| Your task |
Print the lines that run from the line with "sending its mask" to the line with "All digits received", keeping both end lines, exactly as they appear in the entries below, and nothing else.
[Start of section]
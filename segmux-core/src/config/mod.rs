//! Configuration types
//!
//! Board-agnostic configuration structures. The firmware fills them from
//! `panel.toml` at build time; with the `serde` feature they can be
//! deserialized directly.

pub mod hardware;
pub mod panel;

pub use hardware::*;
pub use panel::*;

/// Configuration validation errors
#[derive(Debug, Clone, Copy, PartialEq, Eq)]
#[cfg_attr(feature = "defmt", derive(defmt::Format))]
pub enum ConfigError {
    /// Digit count outside 1-8
    InvalidDigitCount(u8),
    /// Receive timeout of zero refresh cycles
    InvalidTimeout,
    /// Refresh period below the minimum
    RefreshPeriodTooShort(u32),
    /// Strobe pulse longer than the maximum busy-wait
    StrobePulseTooLong(u32),
    /// GPIO number does not exist on the chip
    InvalidPin(u8),
    /// Same GPIO assigned to two functions
    DuplicatePin(u8),
}
//! Cooperative input/refresh scheduler
//!
//! [`Multiplexer::poll`] is called in a tight loop from the main context.
//! Every call does a bounded amount of work: one shift-register half-step
//! in display mode, or one queue drain plus at most one timeout step in
//! input mode. Received bits always win over display refresh.

use segmux_hal::{BusyWait, OutputPin, SharedLine};
use segmux_protocol::DigitCode;

use crate::config::PanelConfig;
use crate::display::{coverage, Advance, DisplaySnapshot, ScanCursor};
use crate::input::{Accept, DigitAccumulator, InputSession};
use crate::shared::SharedState;
use crate::shift::{Phase, StepSender};

/// Pins and delay driven by the scheduler
#[derive(Debug)]
pub struct PanelPins<D, C, S, W> {
    /// Shift register serial data, shared with the input data line
    pub data: D,
    /// Shift register clock
    pub clock: C,
    /// Scan counter advance strobe
    pub strobe: S,
    /// Short busy-wait for strobe and latch pulses
    pub delay: W,
}

/// What one call to [`Multiplexer::poll`] did
#[derive(Debug, Clone, Copy, PartialEq, Eq)]
#[cfg_attr(feature = "defmt", derive(defmt::Format))]
pub enum Activity {
    /// Nothing to send and no refresh due
    Idle,
    /// One half-step of a transmission
    Shifting,
    /// Moved to a new scan line and started sending its mask
    Refreshed { scan_line: u8 },
    /// Input mode entered, data line switched to input
    SessionStarted,
    /// Session in progress
    Receiving,
    /// All digits received
    SessionComplete { value: u32, dots: u8 },
    /// Sender went quiet, session dropped after `digits` codes
    SessionTimedOut { digits: u8 },
}

/// Running counters
#[derive(Debug, Clone, Copy, Default, PartialEq, Eq)]
#[cfg_attr(feature = "defmt", derive(defmt::Format))]
pub struct Stats {
    pub sessions_completed: u32,
    pub sessions_timed_out: u32,
    /// Codes whose value bits were not a decimal digit
    pub codes_rejected: u32,
    /// Full scan cycles shown
    pub frames: u32,
}

/// Display and serial input scheduler for one panel
pub struct Multiplexer<'a, D, C, S, W> {
    shared: &'a SharedState,
    pins: PanelPins<D, C, S, W>,
    config: PanelConfig,
    sender: StepSender,
    cursor: ScanCursor,
    session: InputSession,
    accumulator: DigitAccumulator,
    stats: Stats,
}

impl<'a, D, C, S, W> Multiplexer<'a, D, C, S, W>
where
    D: SharedLine,
    C: OutputPin,
    S: OutputPin,
    W: BusyWait,
{
    /// Take over the panel pins
    ///
    /// Drives every line low with the data line as output, resets the
    /// shared state and leaves a refresh pending so the first poll starts
    /// drawing.
    pub fn new(
        shared: &'a SharedState,
        mut pins: PanelPins<D, C, S, W>,
        config: PanelConfig,
    ) -> Self {
        pins.data.set_as_output();
        pins.data.set_low();
        pins.clock.set_low();
        pins.strobe.set_low();

        shared.reset();

        Self {
            shared,
            pins,
            config,
            sender: StepSender::idle(),
            cursor: ScanCursor::new(),
            session: InputSession::new(),
            accumulator: DigitAccumulator::new(config.digits),
            stats: Stats::default(),
        }
    }

    /// Run one scheduler step
    pub fn poll(&mut self) -> Activity {
        if self.shared.is_input_mode() {
            self.poll_input()
        } else {
            self.poll_display()
        }
    }

    fn poll_display(&mut self) -> Activity {
        let PanelPins { data, clock, .. } = &mut self.pins;
        match self.sender.step(data, clock) {
            Phase::Beginning | Phase::Middle => Activity::Shifting,
            Phase::Last => {
                if self.config.latch_pulse {
                    self.latch();
                }
                Activity::Shifting
            }
            Phase::Finished => {
                self.pins.strobe.set_low();
                if self.shared.take_refresh() {
                    self.next_scan_line()
                } else {
                    Activity::Idle
                }
            }
        }
    }

    fn poll_input(&mut self) -> Activity {
        let started = if self.session.is_active() {
            false
        } else {
            self.start_session();
            true
        };

        while let Some(bit) = self.shared.read_bit() {
            let Some(code) = self.session.feed(bit) else {
                continue;
            };
            if let Some(activity) = self.accept(code) {
                return activity;
            }
        }

        if self.shared.take_refresh() && self.session.tick() {
            return self.abort_session();
        }

        if started {
            Activity::SessionStarted
        } else {
            Activity::Receiving
        }
    }

    fn accept(&mut self, code: DigitCode) -> Option<Activity> {
        match self.accumulator.accept(code) {
            Accept::Pending => None,
            Accept::Rejected => {
                self.stats.codes_rejected = self.stats.codes_rejected.wrapping_add(1);
                None
            }
            Accept::Complete => Some(self.finish_session()),
        }
    }

    fn next_scan_line(&mut self) -> Activity {
        if let Advance::Wrapped = self.cursor.advance() {
            self.sync_pulse();
            self.stats.frames = self.stats.frames.wrapping_add(1);
        }
        self.pins.strobe.set_high();

        let line = self.cursor.line();
        let mask = coverage(self.accumulator.value(), line, self.accumulator.capacity());
        self.sender.begin(mask);
        Activity::Refreshed { scan_line: line }
    }

    /// Extra strobe pulse marking the blank position of the counter
    fn sync_pulse(&mut self) {
        self.pins.strobe.set_high();
        self.pins.delay.delay_us(self.config.strobe_pulse_us);
        self.pins.strobe.set_low();
    }

    /// Extra clock pulse for registers whose latch is tied to the shift clock
    fn latch(&mut self) {
        self.pins.clock.set_low();
        self.pins.delay.delay_us(self.config.strobe_pulse_us);
        self.pins.clock.set_high();
    }

    fn start_session(&mut self) {
        self.session.start(self.config.timeout_cycles);
        self.accumulator.reset();
        self.pins.data.set_as_input();
    }

    fn finish_session(&mut self) -> Activity {
        self.end_session();
        self.stats.sessions_completed = self.stats.sessions_completed.wrapping_add(1);
        Activity::SessionComplete {
            value: self.accumulator.value(),
            dots: self.accumulator.dot_mask(),
        }
    }

    fn abort_session(&mut self) -> Activity {
        let digits = self.accumulator.count();
        self.end_session();
        self.accumulator.abort();
        self.stats.sessions_timed_out = self.stats.sessions_timed_out.wrapping_add(1);
        Activity::SessionTimedOut { digits }
    }

    fn end_session(&mut self) {
        self.session.clear();
        self.shared.end_input_mode();
        self.pins.data.set_as_output();
    }

    /// Current display state
    pub fn display(&self) -> DisplaySnapshot {
        DisplaySnapshot {
            value: self.accumulator.value(),
            dot_mask: self.accumulator.dot_mask(),
            digits_received: self.accumulator.count(),
            scan_line: self.cursor.line(),
        }
    }

    /// Check if a session is in progress
    pub fn is_receiving(&self) -> bool {
        self.session.is_active()
    }

    /// Session bookkeeping
    pub fn session(&self) -> &InputSession {
        &self.session
    }

    /// Counters since setup
    pub fn stats(&self) -> Stats {
        self.stats
    }

    /// Panel configuration in use
    pub fn config(&self) -> &PanelConfig {
        &self.config
    }

    /// Driven pins
    pub fn pins(&self) -> &PanelPins<D, C, S, W> {
        &self.pins
    }

}
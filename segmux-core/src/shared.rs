//! State shared between the interrupt handlers and the main loop
//!
//! Every field has one writer context and one reader/clearer context:
//!
//! | field            | set by           | cleared / read by |
//! |------------------|------------------|-------------------|
//! | `input_mode`     | edge handler     | main loop         |
//! | `refresh_needed` | tick handler     | main loop         |
//! | queue write side | edge handler     | main loop (reset) |
//! | queue read side  | main loop        | main loop         |
//!
//! Handlers only set flags or push one bit, so they stay loop-free.

use portable_atomic::{AtomicBool, Ordering};

use crate::queue::BitQueue;

/// What the edge handler did with an input clock edge
#[derive(Debug, Clone, Copy, PartialEq, Eq)]
#[cfg_attr(feature = "defmt", derive(defmt::Format))]
pub enum Edge {
    /// First edge of a session, no data carried
    Announced,
    /// Data bit sampled and queued
    Sampled(bool),
}

/// Synchronized flags and bit queue
///
/// Meant to live in a `static` so both contexts can reach it.
#[derive(Debug)]
pub struct SharedState {
    input_mode: AtomicBool,
    refresh_needed: AtomicBool,
    queue: BitQueue,
}

impl Default for SharedState {
    fn default() -> Self {
        Self::new()
    }
}

impl SharedState {
    /// Create idle shared state
    pub const fn new() -> Self {
        Self {
            input_mode: AtomicBool::new(false),
            refresh_needed: AtomicBool::new(false),
            queue: BitQueue::new(),
        }
    }

    // Interrupt context

    /// Handle a rising edge on the input clock
    ///
    /// The first edge while idle only announces a session. Later edges
    /// sample the data line and queue the bit.
    pub fn on_input_edge(&self, sample: impl FnOnce() -> bool) -> Edge {
        if !self.input_mode.load(Ordering::Acquire) {
            self.input_mode.store(true, Ordering::Release);
            return Edge::Announced;
        }
        let bit = sample();
        self.queue.write(bit);
        Edge::Sampled(bit)
    }

    /// Handle a refresh timer tick
    pub fn on_refresh_tick(&self) {
        self.refresh_needed.store(true, Ordering::Release);
    }

    // Main context

    /// Check if a session has been announced and not yet ended
    pub fn is_input_mode(&self) -> bool {
        self.input_mode.load(Ordering::Acquire)
    }

    /// Read and clear the refresh request in one atomic step
    pub fn take_refresh(&self) -> bool {
        self.refresh_needed.swap(false, Ordering::AcqRel)
    }

    /// Check for a refresh request without clearing it
    pub fn refresh_pending(&self) -> bool {
        self.refresh_needed.load(Ordering::Acquire)
    }

    /// Take the oldest received bit
    pub fn read_bit(&self) -> Option<bool> {
        self.queue.read()
    }

    /// Leave input mode with an empty queue
    ///
    /// Runs in a critical section so no edge lands between emptying the
    /// queue and clearing the flag.
    pub fn end_input_mode(&self) {
        critical_section::with(|_| {
            self.queue.reset();
            self.input_mode.store(false, Ordering::Release);
        });
    }

    /// Return to power-on state with a refresh requested
    pub fn reset(&self) {
        self.end_input_mode();
        self.refresh_needed.store(true, Ordering::Release);
    }

    /// Bit queue, for diagnostics
    pub fn queue(&self) -> &BitQueue {
        &self.queue
    }
}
[End of section]
| The completed task |
    /// Moved to a new scan line and started sending its mask
    Refreshed { scan_line: u8 },
    /// Input mode entered, data line switched to input
    SessionStarted,
    /// Session in progress
    Receiving,
    /// All digits received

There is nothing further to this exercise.